We’re sure a lot are dreading finals season during the pandemic. It’s really hard, especially when there’s much more happening alongside COVID-19 spreading. With students’ concerns being so serious, what really grinds my gears is the audacity of some to push aside their woes as something miniscule.
Recently, a video showing just that has been making rounds on social media. In it, a Department of Education higher up could be seen apparently making light of students dying by suicide, with her laughing as she said, “Meron pa rin daw nag-suicide dahil sa modules.” This clip is from the sixth episode of “Netfliks,” which is under Sen. Imee Marcos’ youth assistance program Sirib Express, posted on Dec. 11.
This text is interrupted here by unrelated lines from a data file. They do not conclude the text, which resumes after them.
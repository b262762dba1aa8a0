use tokio_util::sync::CancellationToken;

use treeline_core::{DocumentBuffer, OutlineKind, ParsePipeline, PipelineOutput};
use treeline_php::PhpPipeline;

fn parse(source: &str) -> PipelineOutput {
    let buffer = DocumentBuffer::new("php", source);
    PhpPipeline::new().parse(&buffer.current(), &CancellationToken::new())
}

#[test]
fn missing_expression_reports_one_error_and_keeps_the_outline() {
    let source = "<?php class A { function f() { $x = ; } }";
    let output = parse(source);

    assert_eq!(output.errors.len(), 1, "errors: {:?}", output.errors);
    assert_eq!(output.errors[0].message, "expected expression");
    assert_eq!(
        output.errors[0].span.start,
        source.find(';').expect("source has a semicolon")
    );

    let class = output.tree.find("A").expect("class A is outlined");
    assert_eq!(class.kind, OutlineKind::Class);
    let method = class.find("f").expect("method f is outlined inside A");
    assert_eq!(method.kind, OutlineKind::Method);
}

#[test]
fn independent_errors_do_not_blank_out_other_regions() {
    let source = "\
<?php
class A { function f() { $x = ; } }
class B { function g() { $y = ; } }
class C { function h() { $z = 1; } }
";
    let output = parse(source);

    assert_eq!(output.errors.len(), 2, "errors: {:?}", output.errors);
    for (class, method) in [("A", "f"), ("B", "g"), ("C", "h")] {
        let node = output.tree.find(class).expect("class outlined");
        assert!(node.find(method).is_some(), "{class}.{method} missing");
    }
}

#[test]
fn parsing_is_deterministic() {
    let source = "<?php class A { public $x = ; function f() { } } stray";
    let first = parse(source);
    let second = parse(source);

    assert_eq!(first.tokens, second.tokens);
    assert_eq!(first.errors, second.errors);
    assert_eq!(first.tree, second.tree);
}

#[test]
fn markup_outside_code_regions_is_ignored() {
    let source = "<html><body><h1>no code here</h1></body></html>";
    let output = parse(source);

    assert!(output.errors.is_empty());
    assert!(output.tree.roots.is_empty());
    assert!(output.tokens.is_empty());
}

#[test]
fn each_code_region_folds_on_its_own() {
    let source = "<p><?php function a() { } ?></p><p><?php function b() { } ?></p>";
    let output = parse(source);

    assert!(output.errors.is_empty(), "errors: {:?}", output.errors);
    assert_eq!(output.tree.roots.len(), 2);
    for root in &output.tree.roots {
        assert_eq!(root.kind, OutlineKind::Region);
    }
    assert_eq!(output.tree.find("a").map(|n| n.kind), Some(OutlineKind::Function));
    assert_eq!(output.tree.find("b").map(|n| n.kind), Some(OutlineKind::Function));
}

#[test]
fn outline_covers_types_members_and_traits() {
    let source = "\
<?php
namespace Demo;

use Foo\\Bar;
use Foo\\{Baz, Qux};

class Outer {
    public const LIMIT = 10;
    private int $count = 0;
    public function __construct() { }
    public function names(): array { return $this->names; }
    use Helper;
}

interface Greeter { public function greet(string $name): string; }

trait Helper { public function help() { } }
";
    let output = parse(source);
    assert!(output.errors.is_empty(), "errors: {:?}", output.errors);

    let region = &output.tree.roots[0];
    assert_eq!(region.kind, OutlineKind::Region);

    // Imports fold as one region ahead of the declarations.
    assert_eq!(region.children[0].kind, OutlineKind::Region);
    assert!(region.children[0].span.len() > "use Foo\\Bar;".len());

    let outer = output.tree.find("Outer").expect("Outer");
    assert_eq!(outer.kind, OutlineKind::Class);
    assert_eq!(outer.find("LIMIT").map(|n| n.kind), Some(OutlineKind::Field));
    assert_eq!(outer.find("$count").map(|n| n.kind), Some(OutlineKind::Field));
    assert_eq!(
        outer.find("__construct").map(|n| n.kind),
        Some(OutlineKind::Method)
    );
    assert_eq!(outer.find("names").map(|n| n.kind), Some(OutlineKind::Method));

    let greeter = output.tree.find("Greeter").expect("Greeter");
    assert_eq!(greeter.kind, OutlineKind::Interface);
    assert_eq!(
        greeter.find("greet").map(|n| n.kind),
        Some(OutlineKind::Method)
    );

    let helper = output.tree.find("Helper").expect("Helper");
    assert_eq!(helper.kind, OutlineKind::Trait);
    assert_eq!(helper.find("help").map(|n| n.kind), Some(OutlineKind::Method));
}

#[test]
fn enum_cases_and_methods_are_outlined() {
    let source = "\
<?php
enum Suit: string {
    case Hearts = 'H';
    case Spades = 'S';
    public function color(): string { return 'red'; }
}
";
    let output = parse(source);
    assert!(output.errors.is_empty(), "errors: {:?}", output.errors);

    let suit = output.tree.find("Suit").expect("Suit");
    assert_eq!(suit.kind, OutlineKind::Enum);
    assert_eq!(suit.find("Hearts").map(|n| n.kind), Some(OutlineKind::Field));
    assert_eq!(suit.find("Spades").map(|n| n.kind), Some(OutlineKind::Field));
    assert_eq!(suit.find("color").map(|n| n.kind), Some(OutlineKind::Method));
}

#[test]
fn const_lists_declare_one_field_per_name() {
    let output = parse("<?php class A { const X = 1, Y = 2; }");
    assert!(output.errors.is_empty(), "errors: {:?}", output.errors);

    let class = output.tree.find("A").expect("A");
    assert!(class.find("X").is_some());
    assert!(class.find("Y").is_some());
}

#[test]
fn top_level_statements_are_skipped_without_errors() {
    let source = "<?php echo 'hello'; $x = 1; function f() { } ?>";
    let output = parse(source);

    assert!(output.errors.is_empty(), "errors: {:?}", output.errors);
    assert_eq!(output.tree.find("f").map(|n| n.kind), Some(OutlineKind::Function));
}

#[test]
fn missing_expression_in_a_top_level_statement_is_reported() {
    let output = parse("<?php $x = ; ?>");
    assert_eq!(output.errors.len(), 1);
    assert_eq!(output.errors[0].message, "expected expression");
}

#[test]
fn unterminated_body_reports_unbalanced_brace() {
    let output = parse("<?php class A { function f() {");
    assert!(
        output
            .errors
            .iter()
            .any(|e| e.message.contains("unbalanced `{`")),
        "errors: {:?}",
        output.errors
    );
    assert!(output.tree.find("A").is_some());
}

#[test]
fn unterminated_region_still_outlines() {
    let output = parse("<?php\nfunction f() { return 1; }");
    assert!(output.errors.is_empty(), "errors: {:?}", output.errors);
    assert_eq!(output.tree.find("f").map(|n| n.kind), Some(OutlineKind::Function));
}

#[test]
fn lex_errors_surface_alongside_parse_errors() {
    let output = parse("<?php class A { public $x = `; }");
    assert!(
        output
            .errors
            .iter()
            .any(|e| e.message.contains("unexpected character")),
        "errors: {:?}",
        output.errors
    );
    assert!(output.tree.find("A").is_some());
}

#[test]
fn pre_cancelled_parse_is_tagged_partial() {
    let buffer = DocumentBuffer::new("php", "<?php class A { }");
    let cancel = CancellationToken::new();
    cancel.cancel();
    let output = PhpPipeline::new().parse(&buffer.current(), &cancel);
    assert!(output.cancelled);
}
The DepEd higher up seen in the clip was Vilma Eda, a DepEd provincial schools division superintendent of Ilocos Norte. Ironically, she was there on the show as a guest speaker to discuss ways of addressing mental health concerns with regards to blended learning (for both students and teachers).
Since Eda completely missed the mark, we’ve taken the liberty to show her what she (and others who think like her) should know:
Suicide rates in the Philippines are rising due to the pandemic
The World Health Organization (WHO) says that “the National Center for Mental Health (NCMH) has revealed a significant increase in monthly hotline calls regarding depression, with numbers rising from 80 calls pre-lockdown to nearly 400.” Why? These are mostly caused by mental health-related issues. WHO also revealed that those most vulnerable are those in the 15-29 age bracket.
According to data from the “Global Burden of Disease Study,”[the Philippines has] close to “9 million prevalent cases of mental, neurological, and substance use disorders, 3.3 million of which are anxiety disorders, and 2.6 million of which are depression.”
Joking about it prevents more people from seeking help
According to the same article by WHO, most Filipinos are afraid to seek help despite knowing that they might be suffering from a mental illness. This is because they feel like they’ll be alienated. Joking about it would make them just bottle up their feelings. According to a study published in the “BMC Medical Health Research” journal, negative emotions and attitude [to mental illnesses] act as barriers to care.
“Young people who believe that mental illnesses are the responsibility of the person affected are more likely to react to people who are mentally ill with anger, pitilessness or avoidance,” the authors wrote. “There are therefore grounds to consider that stigma may be one important factor in reducing help-seeking for mental illnesses, for example by avoiding the embarrassment of diagnosis.”
Students will be facing more stress
This year alone, more than two million students dropped out of school. Aside from the financial problems most of us are facing, students are having a hard time adapting to such big changes in our education system. This is because the new guidelines aren’t inclusive for people who don’t have access to technology. That’s why some students even turn to sex work just so they can have education. But alas, even typhoon victims were told by Sec. Leonor Briones to just “hang and iron” their modules instead of being given consideration.